After 120 seconds, upon the next request, the response can be re-evaluated and a decision can be made whether or not to store the object in cache.

How Long Does Varnish Cache an Object?

Once an object is stored in cache, a decision must be made on the time-to-live. I mentioned this before, but there’s a list of priorities that Varnish uses to decide which value it will use as the TTL.

Here’s the prioritized list:

  1. If beresp.ttl is set in the VCL, use that value as the time-to-live.

  2. Look for an s-maxage statement in the Cache-control header.

  3. Look for a max-age statement in the Cache-control header.

  4. Look for an Expires header.

  5. Cache for 120 seconds under all other circumstances.

When the object is stored in the hit-for-pass cache, it is cached for 120 seconds, unless you change the value in VCL.

Conclusion

When you’re up and running and sending your HTTP traffic through Varnish, there will be a certain behavior that will impact the cacheability of your website.

This behavior does not reflect arbitrary rules and policies that were defined by Varnish itself. Varnish respects conventional HTTP best practices that were defined in industry-wide, accepted RFCs.

Even if you don’t add any VCL code, the best practices will make sure that your website is properly cached, assuming that your code respects the best practices as well.

An additional advantage is that the cacheability of your website and the portability of the caching behavior can go beyond the scope of Varnish.

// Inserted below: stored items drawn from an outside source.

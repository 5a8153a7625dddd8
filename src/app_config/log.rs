use std::sync::OnceLock;

use tracing::info;
use tracing_appender::non_blocking::WorkerGuard;
use tracing_appender::rolling::{RollingFileAppender, Rotation};
use tracing_subscriber::layer::SubscriberExt;
use tracing_subscriber::{fmt, EnvFilter, Layer, Registry};

use crate::app_config::env::{env_is_true, env_or_default};

// 保持文件写入线程存活，进程退出前不能丢弃
static INFO_GUARD: OnceLock<WorkerGuard> = OnceLock::new();
static ERROR_GUARD: OnceLock<WorkerGuard> = OnceLock::new();

/// 日志配置
#[derive(Debug, Clone)]
pub struct LogConfig {
    pub app_env: String,
    pub log_level: String,
    pub log_dir: String,
    pub log_rotation: String,
    pub info_file_name: String,
    pub error_file_name: String,
    pub enable_console_logging: bool,
    /// 文件日志输出 JSON 行
    pub json_format: bool,
}

impl LogConfig {
    pub fn from_env() -> Self {
        Self {
            app_env: env_or_default("APP_ENV", "local"),
            log_level: env_or_default("LOG_LEVEL", "info"),
            log_dir: env_or_default("LOG_DIR", "log_files"),
            log_rotation: env_or_default("LOG_ROTATION", "daily"),
            info_file_name: env_or_default("LOG_INFO_FILE", "info.log"),
            error_file_name: env_or_default("LOG_ERROR_FILE", "error.log"),
            enable_console_logging: env_is_true("ENABLE_CONSOLE_LOGGING", true),
            json_format: env_or_default("LOG_FORMAT", "text").eq_ignore_ascii_case("json"),
        }
    }

    pub fn is_local(&self) -> bool {
        self.app_env.eq_ignore_ascii_case("local")
    }
}

/// 解析时间轮转策略
pub fn parse_rotation(s: &str) -> Rotation {
    match s.to_lowercase().as_str() {
        "minutely" | "minute" | "min" => Rotation::MINUTELY,
        "hourly" | "hour" | "hr" => Rotation::HOURLY,
        "never" => Rotation::NEVER,
        _ => Rotation::DAILY,
    }
}

/// 设置日志
///
/// local 环境只输出到控制台；其他环境写 info/error 两个滚动文件，控制台可选
pub fn setup_logging() -> anyhow::Result<()> {
    let config = LogConfig::from_env();

    if config.is_local() {
        let subscriber = Registry::default().with(
            fmt::layer()
                .with_ansi(true)
                .with_target(false)
                .with_thread_ids(true)
                .with_file(true)
                .with_line_number(true)
                .with_level(true)
                .with_writer(std::io::stdout)
                .with_filter(EnvFilter::new(&config.log_level)),
        );
        tracing::subscriber::set_global_default(subscriber)?;
        info!(
            "日志初始化完成: env={}, level={}, console only",
            config.app_env, config.log_level
        );
        return Ok(());
    }

    std::fs::create_dir_all(&config.log_dir).map_err(|e| {
        anyhow::anyhow!("Failed to create log directory '{}': {}", config.log_dir, e)
    })?;

    let info_file = RollingFileAppender::new(
        parse_rotation(&config.log_rotation),
        &config.log_dir,
        &config.info_file_name,
    );
    let error_file = RollingFileAppender::new(
        parse_rotation(&config.log_rotation),
        &config.log_dir,
        &config.error_file_name,
    );
    let (info_writer, info_guard) = tracing_appender::non_blocking(info_file);
    let (error_writer, error_guard) = tracing_appender::non_blocking(error_file);

    INFO_GUARD
        .set(info_guard)
        .map_err(|_| anyhow::anyhow!("Failed to set INFO_GUARD"))?;
    ERROR_GUARD
        .set(error_guard)
        .map_err(|_| anyhow::anyhow!("Failed to set ERROR_GUARD"))?;

    let info_layer = if config.json_format {
        fmt::layer()
            .json()
            .with_writer(info_writer)
            .with_filter(EnvFilter::new(&config.log_level))
            .boxed()
    } else {
        fmt::layer()
            .with_ansi(false)
            .with_target(false)
            .with_thread_ids(true)
            .with_file(true)
            .with_line_number(true)
            .with_writer(info_writer)
            .with_filter(EnvFilter::new(&config.log_level))
            .boxed()
    };

    let error_layer = fmt::layer()
        .with_ansi(false)
        .with_target(false)
        .with_file(true)
        .with_line_number(true)
        .with_writer(error_writer)
        .with_filter(EnvFilter::new("error"))
        .boxed();

    let console_layer = config.enable_console_logging.then(|| {
        fmt::layer()
            .with_ansi(false)
            .with_target(false)
            .with_writer(std::io::stdout)
            .with_filter(EnvFilter::new(&config.log_level))
            .boxed()
    });

    let subscriber = Registry::default()
        .with(info_layer)
        .with(error_layer)
        .with(console_layer);
    tracing::subscriber::set_global_default(subscriber)?;

    info!(
        "日志初始化完成: env={}, level={}, dir={}, console={}",
        config.app_env, config.log_level, config.log_dir, config.enable_console_logging
    );
    Ok(())
}

#[cfg(test)]
mod tests {
    use super::*;

    #[test]
    fn test_parse_rotation() {
        assert_eq!(parse_rotation("HOURLY"), Rotation::HOURLY);
        assert_eq!(parse_rotation("min"), Rotation::MINUTELY);
        assert_eq!(parse_rotation("never"), Rotation::NEVER);
        assert_eq!(parse_rotation("weekly"), Rotation::DAILY);
    }
}
//! 日历响应解析
//!
//! `markup` 负责标记定位，`extractor` 处理单行，`response` 处理整次响应

pub mod extractor;
pub mod markup;
pub mod response;

pub use extractor::{extract, Extraction, FoundFields};
pub use response::{parse_response, parse_rows, ParseSummary};
//! 命令行参数

use std::path::PathBuf;

use clap::{Parser, Subcommand};

#[derive(Debug, Parser)]
#[command(name = "forex-news")]
#[command(about = "Download and query the forexprostools economic calendar")]
pub struct Cli {
    #[command(subcommand)]
    pub command: Command,
}

#[derive(Debug, Subcommand)]
pub enum Command {
    /// 下载新闻到本地存储，已有数据时只刷新最近几天
    Download {
        /// JSON 设置文件
        #[arg(long)]
        path_json: Option<PathBuf>,
        /// 数据库文件或目录
        #[arg(long)]
        path_database: Option<String>,
        /// 跳过休息日
        #[arg(long, default_value_t = false)]
        nodayoff: bool,
    },
    /// 统计全部新闻名称，按出现次数升序
    Stats {
        #[arg(long)]
        path_database: Option<String>,
        /// 结果写入文本文件
        #[arg(long)]
        output: Option<PathBuf>,
    },
    /// 按分钟扫描存储范围，找到第一个有新闻的时间点
    Check {
        #[arg(long)]
        path_database: Option<String>,
        /// 货币对，如 EURUSD 或 frxEURUSD
        #[arg(long)]
        pair: String,
        /// 向前容差（秒）
        #[arg(long, default_value_t = 1200)]
        past: i64,
        /// 向后容差（秒）
        #[arg(long, default_value_t = 1200)]
        future: i64,
        #[arg(long, default_value_t = false)]
        low: bool,
        #[arg(long, default_value_t = false)]
        moderate: bool,
        #[arg(long, default_value_t = false)]
        high: bool,
        /// 出现未选中等级的新闻时视为没有新闻
        #[arg(long, default_value_t = false)]
        only_selected: bool,
        /// 扫描步长（秒）
        #[arg(long, default_value_t = 60)]
        step: i64,
    },
    /// 打印某一天的全部新闻
    Show {
        #[arg(long)]
        path_database: Option<String>,
        /// YYYY-MM-DD
        #[arg(long)]
        date: String,
    },
}
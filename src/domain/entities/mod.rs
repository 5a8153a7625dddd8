//! 业务实体模块

pub mod economic_event;

pub use economic_event::{EconomicEvent, Volatility};
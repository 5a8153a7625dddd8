//! 源站表格标记扫描
//!
//! 只识别固定的一组标签和属性，不是通用 HTML 解析器。
//! 页面结构变化时只需要调整这里的标记。

/// 行边界
pub const ROW_BEGIN: &str = "<tr";
pub const ROW_END: &str = "</tr>";

/// 事件时间属性，值用双引号包裹
pub const EVENT_TIMESTAMP: &str = "event_timestamp=";

/// 数值单元格 id 前缀，值位于 `>` 与 `<` 之间
pub const EVENT_ACTUAL: &str = "eventActual_";
pub const EVENT_FORECAST: &str = "eventForecast_";
pub const EVENT_PREVIOUS: &str = "eventPrevious_";

/// 波动性单元格，title 属性的值以 `"` 结束
pub const SENTIMENT_CELL: &str = "<td class=\"left textNum sentiment noWrap\" title=\"";

/// 事件名称单元格，名称到下一个 `<` 为止
pub const EVENT_NAME_CELL: &str = "<td class=\"left event\">";

/// 国家/货币单元格
pub const FLAG_CELL: &str = "<td class=\"left flagCur noWrap\">";
pub const CELL_END: &str = "</td>";
pub const TITLE_ATTR: &str = "title=";
pub const CURRENCY_AFTER: &str = "</span>";

/// 无数据占位符
pub const NBSP: &str = "&nbsp;";

const QUOTE: &str = "\"";

/// 从 `from` 开始查找 `pat`，返回绝对位置
pub fn find_from(text: &str, pat: &str, from: usize) -> Option<usize> {
    text.get(from..)?.find(pat).map(|pos| pos + from)
}

/// 取 `from` 之后第一个 `open` 与其后第一个 `close` 之间的内容
///
/// 任一分隔符缺失（未闭合）返回 None
pub fn delimited<'a>(text: &'a str, from: usize, open: &str, close: &str) -> Option<&'a str> {
    let begin = find_from(text, open, from)? + open.len();
    let end = find_from(text, close, begin)?;
    text.get(begin..end)
}

/// 取 `from` 到下一个 `close` 之间的内容
pub fn take_until<'a>(text: &'a str, from: usize, close: &str) -> Option<&'a str> {
    let end = find_from(text, close, from)?;
    text.get(from..end)
}

/// 标记之后的双引号值，如 `event_timestamp="2019-11-18 00:30:00"`
pub fn quoted_after<'a>(text: &'a str, marker: &str) -> Option<&'a str> {
    let pos = text.find(marker)?;
    delimited(text, pos + marker.len(), QUOTE, QUOTE)
}

/// 标记之后第一个 `>` 与 `<` 之间的文本，用于数值单元格
pub fn cell_text_after<'a>(text: &'a str, marker: &str) -> Option<&'a str> {
    let pos = text.find(marker)?;
    delimited(text, pos + marker.len(), ">", "<")
}

/// 以完整开始标记定位后，到 `close` 为止的内容
pub fn content_after<'a>(text: &'a str, marker: &str, close: &str) -> Option<&'a str> {
    let pos = text.find(marker)?;
    take_until(text, pos + marker.len(), close)
}

/// 国家/货币单元格内部内容（开始标记之后到 `</td>`）
pub fn flag_cell(text: &str) -> Option<&str> {
    content_after(text, FLAG_CELL, CELL_END)
}

/// 按行边界切分，产出每一行片段（含 `<tr`，不含 `</tr>`）
pub struct RowFragments<'a> {
    text: &'a str,
    pos: usize,
}

impl<'a> RowFragments<'a> {
    pub fn new(text: &'a str) -> Self {
        Self { text, pos: 0 }
    }
}

impl<'a> Iterator for RowFragments<'a> {
    type Item = &'a str;

    fn next(&mut self) -> Option<Self::Item> {
        // 找不到下一对行边界即表格结束
        let begin = find_from(self.text, ROW_BEGIN, self.pos)?;
        let end = find_from(self.text, ROW_END, begin)?;
        self.pos = end + ROW_END.len();
        self.text.get(begin..end)
    }
}

#[cfg(test)]
mod tests {
    use super::*;

    #[test]
    fn test_find_from() {
        assert_eq!(find_from("abcabc", "abc", 0), Some(0));
        assert_eq!(find_from("abcabc", "abc", 1), Some(3));
        assert_eq!(find_from("abcabc", "abc", 4), None);
        assert_eq!(find_from("abc", "a", 10), None);
    }

    #[test]
    fn test_quoted_after() {
        let row = r#"<tr id="e1" event_timestamp="2019-11-18 00:30:00" onclick="x">"#;
        assert_eq!(quoted_after(row, EVENT_TIMESTAMP), Some("2019-11-18 00:30:00"));
        assert_eq!(quoted_after(r#"<tr event_timestamp="2019-11-18"#, EVENT_TIMESTAMP), None);
        assert_eq!(quoted_after("<tr>", EVENT_TIMESTAMP), None);
    }

    #[test]
    fn test_cell_text_after() {
        let row = r#"<td class="act" id="eventActual_401">1.5%</td><td id="eventForecast_401">&nbsp;</td>"#;
        assert_eq!(cell_text_after(row, EVENT_ACTUAL), Some("1.5%"));
        assert_eq!(cell_text_after(row, EVENT_FORECAST), Some("&nbsp;"));
        assert_eq!(cell_text_after(row, EVENT_PREVIOUS), None);
        // 未闭合
        assert_eq!(cell_text_after(r#"<td id="eventActual_1">1.5"#, EVENT_ACTUAL), None);
    }

    #[test]
    fn test_content_after() {
        let row = r#"<td class="left textNum sentiment noWrap" title="High Volatility Expected" data-img_key="bull3">"#;
        assert_eq!(
            content_after(row, SENTIMENT_CELL, QUOTE),
            Some("High Volatility Expected")
        );
        let row = r#"<td class="left event">  GDP q/q </td>"#;
        assert_eq!(content_after(row, EVENT_NAME_CELL, "<"), Some("  GDP q/q "));
    }

    #[test]
    fn test_flag_cell() {
        let row = r#"<td class="left flagCur noWrap"><span title="Japan" class="ceFlags Japan">&nbsp;</span> JPY</td><td>x</td>"#;
        assert_eq!(
            flag_cell(row),
            Some(r#"<span title="Japan" class="ceFlags Japan">&nbsp;</span> JPY"#)
        );
        assert_eq!(flag_cell(r#"<td class="left flagCur noWrap"><span"#), None);
    }

    #[test]
    fn test_row_fragments() {
        let text = "<table><tr a>one</tr>\n<tr b>two</tr><tr c>unterminated";
        let rows: Vec<&str> = RowFragments::new(text).collect();
        assert_eq!(rows, vec!["<tr a>one", "<tr b>two"]);
        assert_eq!(RowFragments::new("no rows here").count(), 0);
    }
}
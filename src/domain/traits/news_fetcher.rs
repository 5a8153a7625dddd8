//! 新闻数据源接口

use async_trait::async_trait;

use crate::error::AppResult;

/// 远程日历数据源
///
/// 返回原始响应体（已解压），解析由 `parser` 负责
#[async_trait]
pub trait NewsFetcher: Send + Sync {
    /// 获取 [day_start, day_end] 内的日历数据
    ///
    /// # Arguments
    /// * `day_start` - 开始时间戳 (秒)
    /// * `day_end` - 结束时间戳 (秒)
    async fn fetch(&self, day_start: i64, day_end: i64) -> AppResult<Vec<u8>>;
}
//! 服务层
//!
//! - `backfill_service`: 逐日下载并写入分片
//! - `news_cache`: 查询用滑动窗口缓存
//! - `news_filter`: 货币对 + 波动性过滤
//! - `news_stats`: 存储统计

pub mod backfill_service;
pub mod news_cache;
pub mod news_filter;
pub mod news_stats;

pub use backfill_service::{
    BackfillConfig, BackfillReport, BackfillService, BackfillState, BackfillStop, FailureTracker,
    WalkDirection,
};
pub use news_cache::NewsCache;
pub use news_filter::{split_pair, FilterState, NewsFilter, VolatilitySelection};
pub use news_stats::NewsStats;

You can swap out Varnish for another kind of reverse proxy, or even a CDN.

At this point you will know what a Cache-control header is and how it compares to an Expires header. You’ll have a pretty solid idea how to leverage those headers to control the cacheability of your pages. By now, you’re no stranger to Cache variations and conditional requests.

Finally and most importantly: you can only cache GET or HEAD requests, because they are idempotent. Nonidempotent requests like, for example, POST, PUT, and DELETE cannot be cached.